WHAT TO PRODUCE
In the material below, find each line that contains the word "tokio" and copy it.

SUPPLIED ENTRIES
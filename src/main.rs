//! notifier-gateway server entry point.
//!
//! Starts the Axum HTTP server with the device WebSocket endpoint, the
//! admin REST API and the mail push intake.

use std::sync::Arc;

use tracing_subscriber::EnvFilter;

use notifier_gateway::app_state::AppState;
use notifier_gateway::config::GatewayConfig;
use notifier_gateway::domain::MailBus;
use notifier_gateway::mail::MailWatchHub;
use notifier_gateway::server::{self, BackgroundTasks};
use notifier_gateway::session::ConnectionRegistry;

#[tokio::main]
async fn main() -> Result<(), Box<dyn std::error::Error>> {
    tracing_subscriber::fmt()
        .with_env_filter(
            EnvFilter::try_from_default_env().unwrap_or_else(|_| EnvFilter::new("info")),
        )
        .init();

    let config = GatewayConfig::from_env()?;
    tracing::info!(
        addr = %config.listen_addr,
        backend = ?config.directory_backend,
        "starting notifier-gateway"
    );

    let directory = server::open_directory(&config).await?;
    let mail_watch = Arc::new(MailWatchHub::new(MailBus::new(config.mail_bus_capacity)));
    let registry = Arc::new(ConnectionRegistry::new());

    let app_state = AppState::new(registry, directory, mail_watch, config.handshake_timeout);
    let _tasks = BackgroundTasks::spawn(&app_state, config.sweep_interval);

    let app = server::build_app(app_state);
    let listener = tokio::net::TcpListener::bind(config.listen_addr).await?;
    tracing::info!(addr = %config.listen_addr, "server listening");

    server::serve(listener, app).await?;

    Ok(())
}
---
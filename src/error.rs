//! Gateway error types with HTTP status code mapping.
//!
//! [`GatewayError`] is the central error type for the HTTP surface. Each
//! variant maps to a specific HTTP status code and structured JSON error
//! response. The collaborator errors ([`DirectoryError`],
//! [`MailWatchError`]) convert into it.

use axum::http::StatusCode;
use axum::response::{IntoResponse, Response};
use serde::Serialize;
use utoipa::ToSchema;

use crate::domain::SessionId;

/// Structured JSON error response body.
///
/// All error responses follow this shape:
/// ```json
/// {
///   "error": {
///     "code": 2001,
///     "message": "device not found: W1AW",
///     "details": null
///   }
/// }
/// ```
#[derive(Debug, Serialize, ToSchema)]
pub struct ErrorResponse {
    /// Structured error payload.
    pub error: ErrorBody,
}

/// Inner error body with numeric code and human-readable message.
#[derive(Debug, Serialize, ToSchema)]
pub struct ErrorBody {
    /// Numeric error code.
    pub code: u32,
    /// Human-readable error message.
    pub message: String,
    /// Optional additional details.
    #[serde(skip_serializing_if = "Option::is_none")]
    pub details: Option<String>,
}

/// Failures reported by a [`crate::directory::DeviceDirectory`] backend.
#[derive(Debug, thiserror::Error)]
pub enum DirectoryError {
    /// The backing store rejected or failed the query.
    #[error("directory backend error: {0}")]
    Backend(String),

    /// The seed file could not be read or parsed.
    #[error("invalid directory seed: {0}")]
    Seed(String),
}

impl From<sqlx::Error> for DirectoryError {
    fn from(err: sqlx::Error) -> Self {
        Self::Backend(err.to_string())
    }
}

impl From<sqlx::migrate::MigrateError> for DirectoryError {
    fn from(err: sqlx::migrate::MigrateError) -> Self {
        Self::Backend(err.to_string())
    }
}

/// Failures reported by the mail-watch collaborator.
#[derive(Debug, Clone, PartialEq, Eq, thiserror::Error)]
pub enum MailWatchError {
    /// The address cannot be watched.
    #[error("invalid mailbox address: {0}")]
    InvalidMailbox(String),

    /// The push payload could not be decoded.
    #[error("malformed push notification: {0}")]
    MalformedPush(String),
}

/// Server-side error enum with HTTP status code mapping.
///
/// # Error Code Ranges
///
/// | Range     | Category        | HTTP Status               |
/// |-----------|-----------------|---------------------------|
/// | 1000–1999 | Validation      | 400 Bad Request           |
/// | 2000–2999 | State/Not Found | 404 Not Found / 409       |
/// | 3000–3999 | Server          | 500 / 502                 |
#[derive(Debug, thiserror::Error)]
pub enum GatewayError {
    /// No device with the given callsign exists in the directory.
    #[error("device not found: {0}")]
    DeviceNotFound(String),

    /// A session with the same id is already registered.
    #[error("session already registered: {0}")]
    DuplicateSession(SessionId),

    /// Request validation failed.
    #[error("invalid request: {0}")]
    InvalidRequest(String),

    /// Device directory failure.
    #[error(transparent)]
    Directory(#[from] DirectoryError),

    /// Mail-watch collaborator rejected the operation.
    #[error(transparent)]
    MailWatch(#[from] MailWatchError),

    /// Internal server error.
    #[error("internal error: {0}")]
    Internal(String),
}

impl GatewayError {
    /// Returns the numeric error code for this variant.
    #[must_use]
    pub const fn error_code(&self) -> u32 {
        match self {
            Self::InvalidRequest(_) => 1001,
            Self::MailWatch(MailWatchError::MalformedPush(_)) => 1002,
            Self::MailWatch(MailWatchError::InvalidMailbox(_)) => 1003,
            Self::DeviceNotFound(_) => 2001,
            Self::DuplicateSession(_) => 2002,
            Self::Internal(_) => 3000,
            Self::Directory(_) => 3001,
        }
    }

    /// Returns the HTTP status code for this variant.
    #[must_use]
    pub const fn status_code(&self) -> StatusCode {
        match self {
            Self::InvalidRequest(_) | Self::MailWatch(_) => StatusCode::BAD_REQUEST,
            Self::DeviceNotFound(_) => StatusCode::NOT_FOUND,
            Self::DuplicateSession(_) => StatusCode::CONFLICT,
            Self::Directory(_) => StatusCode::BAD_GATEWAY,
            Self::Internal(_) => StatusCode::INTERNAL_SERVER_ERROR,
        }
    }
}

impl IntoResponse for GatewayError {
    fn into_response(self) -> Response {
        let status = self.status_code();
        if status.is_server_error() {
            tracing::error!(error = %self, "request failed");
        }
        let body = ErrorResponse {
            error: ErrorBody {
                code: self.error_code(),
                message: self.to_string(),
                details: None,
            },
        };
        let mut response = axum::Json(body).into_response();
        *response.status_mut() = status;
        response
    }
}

FINAL ANSWER
#[tokio::main]
    let listener = tokio::net::TcpListener::bind(config.listen_addr).await?;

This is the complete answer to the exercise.